The setup looks like a typical money transfer process from the customer’s side. A Kbank user opening the app will see their balance in Korean won, and then choose to send money to a recipient in either the UAE or Thailand.
Behind that simple screen, the bank’s plan is to convert the won into a stablecoin in the background, send it across Ripple’s blockchain network, and convert it back into local currency on the other end—a typical cross-border transfer process, but with crypto in the mix. The customer will never touch crypto or stablecoin, and won’t even know one is involved—they’ll just see their won leave and the recipient’s local currency arrive.
There are key reasons why Kbank is testing this process via the Thailand and UAE corridors. Korea hosts more than 180,000 Thai nationals who regularly send money home, which makes the Korea-Thailand route a real test of demand. Kbank also signed an agreement back in January with UAE-based digital asset firm Changer.ae and Korean blockchain company BPMG, to build won-to-dirham stablecoin remittance rails.
So the Ripple PoC isn’t a cold start, but plugging into corridors Kbank has already been preparing. Then, speed and cost are what’s actually pulling Kbank toward this model. Sending money through traditional correspondent banks takes 1-3 business days and costs roughly 5-8% on Asia-to-Asia routes. Stablecoin transfers settle in seconds and cost cents on the blockchain side, leaving most of the savings in the hands of customers and the bank.
However, that only holds if the model survives compliance checks, currency conversion at both ends, and the transaction monitoring rules Korean and foreign regulators require—which is exactly what Phase 2 is testing.
Does the Deal Use XRP, and Will It Impact the XRP Price?

The Kbank and Ripple PoC doesn’t use XRP. In these corridors, the settlement asset is a stablecoin, the wallet is Ripple’s Palisade, and XRP plays no role in the conversion or transfer process. That means the deal creates no direct buying or selling pressure on XRP and won’t move the price. XRP is still trading around $1.41-$1.43, with whales accumulating but the wider market waiting for a key catalyst—like the CLARITY Act.
The reason XRP isn’t in the deal is that banks running compliance-heavy pilots want predictable settlement value, and XRP is too volatile for the job. A token that could drop by 5% during a transaction creates a regulatory headache no bank wants. Stablecoins like RLUSD fix that problem because they hold their value through the transfer. That’s why the major Ripple bank deals in 2026—Deutsche Bank, Convera, Kyobo Life—have all gone the same route.
That said, this is still Phase 2 of a multi-phase test, and the path to XRP demand from this partnership isn’t closed. If Kbank eventually turns on Ripple’s On-Demand Liquidity service—where XRP is the bridge between Korean won and dirham or baht—every transaction would create real XRP buying and selling activity.
That switch has been the missing piece for XRP in almost every Ripple partnership for years. And it’s why the CLARITY Act is a major catalyst that would make XRP a permanent digital commodity. For now, the Kbank deal is one more pipe being laid—and whether it ever carries XRP is a question for Phase 3 and beyond.

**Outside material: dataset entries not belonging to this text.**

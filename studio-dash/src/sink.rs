//! Structured view updates.
//!
//! Renderers describe what changes on screen as [`Patch`]es; a host turns
//! them into DOM writes, widget updates, or anything else.  [`MemorySink`]
//! folds them into an in-memory screen, which is what headless hosts and the
//! tests look at.

use std::{collections::HashMap, sync::Arc};

use crate::{action::Action, data::ViewId};

/// Addressable elements of the dashboard.
#[derive(Copy, Clone, Debug, Eq, PartialEq, Hash)]
pub enum Slot {
    // Dashboard
    KpiMovies,
    KpiRevenue,
    KpiRoi,
    KpiRating,
    RoiCharts,
    RoiBarChart,
    RoiBubbleChart,
    TopMoviesTable,
    // Movies
    MoviesSearch,
    MoviesGrid,
    MoviesTotal,
    MoviesPage,
    MoviesPrevious,
    MoviesNext,
    // Statistics
    GenreShareChart,
    GenreTable,
    // Audience
    AudienceTitle,
    AudienceAvgRoi,
    AudienceAvgBudget,
    AudienceMarketShare,
    AudienceCharts,
    VanguardTable,
    // Studio
    GenreOptions,
    PitchInput,
    AnalyzeButton,
    SimResult,
    SimScore,
    SimRevenue,
    SimRoi,
    SimRisk,
    SimGenre,
    SimFilms,
}

/// Emphasis of a value, e.g. the simulator's risk rating.
#[derive(Copy, Clone, Debug, Eq, PartialEq, Hash)]
pub enum Tone {
    Good,
    Warn,
    Caution,
}

#[derive(Clone, Debug, PartialEq)]
pub struct Row {
    pub cells: Vec<String>,
    pub on_click: Option<Action>,
}

#[derive(Clone, Debug, PartialEq)]
pub struct Card {
    pub title: String,
    pub subtitle: String,
    pub detail: String,
    pub poster: Option<Arc<str>>,
    pub on_click: Option<Action>,
}

/// Prepared content of the movie detail panel.
#[derive(Clone, Debug, PartialEq)]
pub struct MovieDetail {
    pub title: String,
    pub poster: Option<Arc<str>>,
    pub genres: String,
    pub year: String,
    pub overview: String,
    pub budget: String,
    pub revenue: String,
    pub roi: String,
    pub rating: String,
}

#[derive(Clone, Debug, PartialEq)]
pub enum Patch {
    /// Make `ViewId` the only visible view and mark it in the navigation.
    ShowView(ViewId),
    SetText(Slot, String),
    SetVisible(Slot, bool),
    SetEnabled(Slot, bool),
    SetInvalid(Slot, bool),
    SetTone(Slot, Tone),
    ReplaceRows(Slot, Vec<Row>),
    ReplaceCards(Slot, Vec<Card>),
    ReplaceOptions(Slot, Vec<Arc<str>>),
    /// Explicit "no data" state of a collection or chart area.
    ShowEmpty(Slot, String),
    HideEmpty(Slot),
    ShowMovie(MovieDetail),
    HideMovie,
}

pub trait ViewSink {
    fn apply(&mut self, patch: Patch);
}

impl<S: ViewSink + ?Sized> ViewSink for Box<S> {
    fn apply(&mut self, patch: Patch) {
        (**self).apply(patch)
    }
}

/// The visible result of every patch applied so far.
#[derive(Clone, Debug, Default, PartialEq)]
pub struct Screen {
    pub view: Option<ViewId>,
    texts: HashMap<Slot, String>,
    visible: HashMap<Slot, bool>,
    enabled: HashMap<Slot, bool>,
    invalid: HashMap<Slot, bool>,
    tones: HashMap<Slot, Tone>,
    rows: HashMap<Slot, Vec<Row>>,
    cards: HashMap<Slot, Vec<Card>>,
    options: HashMap<Slot, Vec<Arc<str>>>,
    empty: HashMap<Slot, String>,
    pub movie: Option<MovieDetail>,
}

impl Screen {
    fn apply(&mut self, patch: Patch) {
        match patch {
            Patch::ShowView(view) => self.view = Some(view),
            Patch::SetText(slot, text) => {
                self.texts.insert(slot, text);
            }
            Patch::SetVisible(slot, visible) => {
                self.visible.insert(slot, visible);
            }
            Patch::SetEnabled(slot, enabled) => {
                self.enabled.insert(slot, enabled);
            }
            Patch::SetInvalid(slot, invalid) => {
                self.invalid.insert(slot, invalid);
            }
            Patch::SetTone(slot, tone) => {
                self.tones.insert(slot, tone);
            }
            Patch::ReplaceRows(slot, rows) => {
                self.empty.remove(&slot);
                self.rows.insert(slot, rows);
            }
            Patch::ReplaceCards(slot, cards) => {
                self.empty.remove(&slot);
                self.cards.insert(slot, cards);
            }
            Patch::ReplaceOptions(slot, options) => {
                self.options.insert(slot, options);
            }
            Patch::ShowEmpty(slot, message) => {
                self.rows.remove(&slot);
                self.cards.remove(&slot);
                self.empty.insert(slot, message);
            }
            Patch::HideEmpty(slot) => {
                self.empty.remove(&slot);
            }
            Patch::ShowMovie(detail) => self.movie = Some(detail),
            Patch::HideMovie => self.movie = None,
        }
    }

    pub fn text(&self, slot: Slot) -> Option<&str> {
        self.texts.get(&slot).map(String::as_str)
    }

    pub fn is_visible(&self, slot: Slot) -> Option<bool> {
        self.visible.get(&slot).copied()
    }

    pub fn is_enabled(&self, slot: Slot) -> Option<bool> {
        self.enabled.get(&slot).copied()
    }

    pub fn is_invalid(&self, slot: Slot) -> bool {
        self.invalid.get(&slot).copied().unwrap_or(false)
    }

    pub fn tone(&self, slot: Slot) -> Option<Tone> {
        self.tones.get(&slot).copied()
    }

    pub fn rows(&self, slot: Slot) -> &[Row] {
        self.rows.get(&slot).map(Vec::as_slice).unwrap_or_default()
    }

    pub fn cards(&self, slot: Slot) -> &[Card] {
        self.cards.get(&slot).map(Vec::as_slice).unwrap_or_default()
    }

    pub fn options(&self, slot: Slot) -> &[Arc<str>] {
        self.options.get(&slot).map(Vec::as_slice).unwrap_or_default()
    }

    pub fn empty_message(&self, slot: Slot) -> Option<&str> {
        self.empty.get(&slot).map(String::as_str)
    }
}

/// Headless sink keeping the folded [`Screen`] and the patches behind it.
#[derive(Debug, Default)]
pub struct MemorySink {
    screen: Screen,
    patches: Vec<Patch>,
}

impl MemorySink {
    pub fn new() -> Self {
        Self::default()
    }

    pub fn screen(&self) -> &Screen {
        &self.screen
    }

    pub fn patches(&self) -> &[Patch] {
        &self.patches
    }

    pub fn take_patches(&mut self) -> Vec<Patch> {
        std::mem::take(&mut self.patches)
    }
}

impl ViewSink for MemorySink {
    fn apply(&mut self, patch: Patch) {
        self.patches.push(patch.clone());
        self.screen.apply(patch);
    }
}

How Significant Is the Kbank and Ripple Partnership?
The Kbank and Ripple partnership matters for Ripple’s Korea strategy, but it won’t have any direct impact on the XRP price. South Korea’s ruling Democratic Party formally proposed the Digital Asset Basic Act on April 8, and President Lee Jae Myung has made a Korean won-backed stablecoin a national priority to push back against U.S. dollar stablecoin dominance.
So Kbank is not only testing a remittance model but also positioning itself for a legislative framework that’s actively being written. What will turn this PoC into a real product depends on the licensing structure that ensues from the Digital Asset Basic Act passing.
If the bank-led 51% consortium model wins, Kbank would move from the test phase to a competitive position issuing won-pegged stablecoins. But if the framework opens up to fintech firms, Korea’s competitive landscape would get messier and the Ripple-Kbank pipeline could lose some of its first-mover edge. What comes next depends on how the Digital Asset Basic Act passes in Seoul.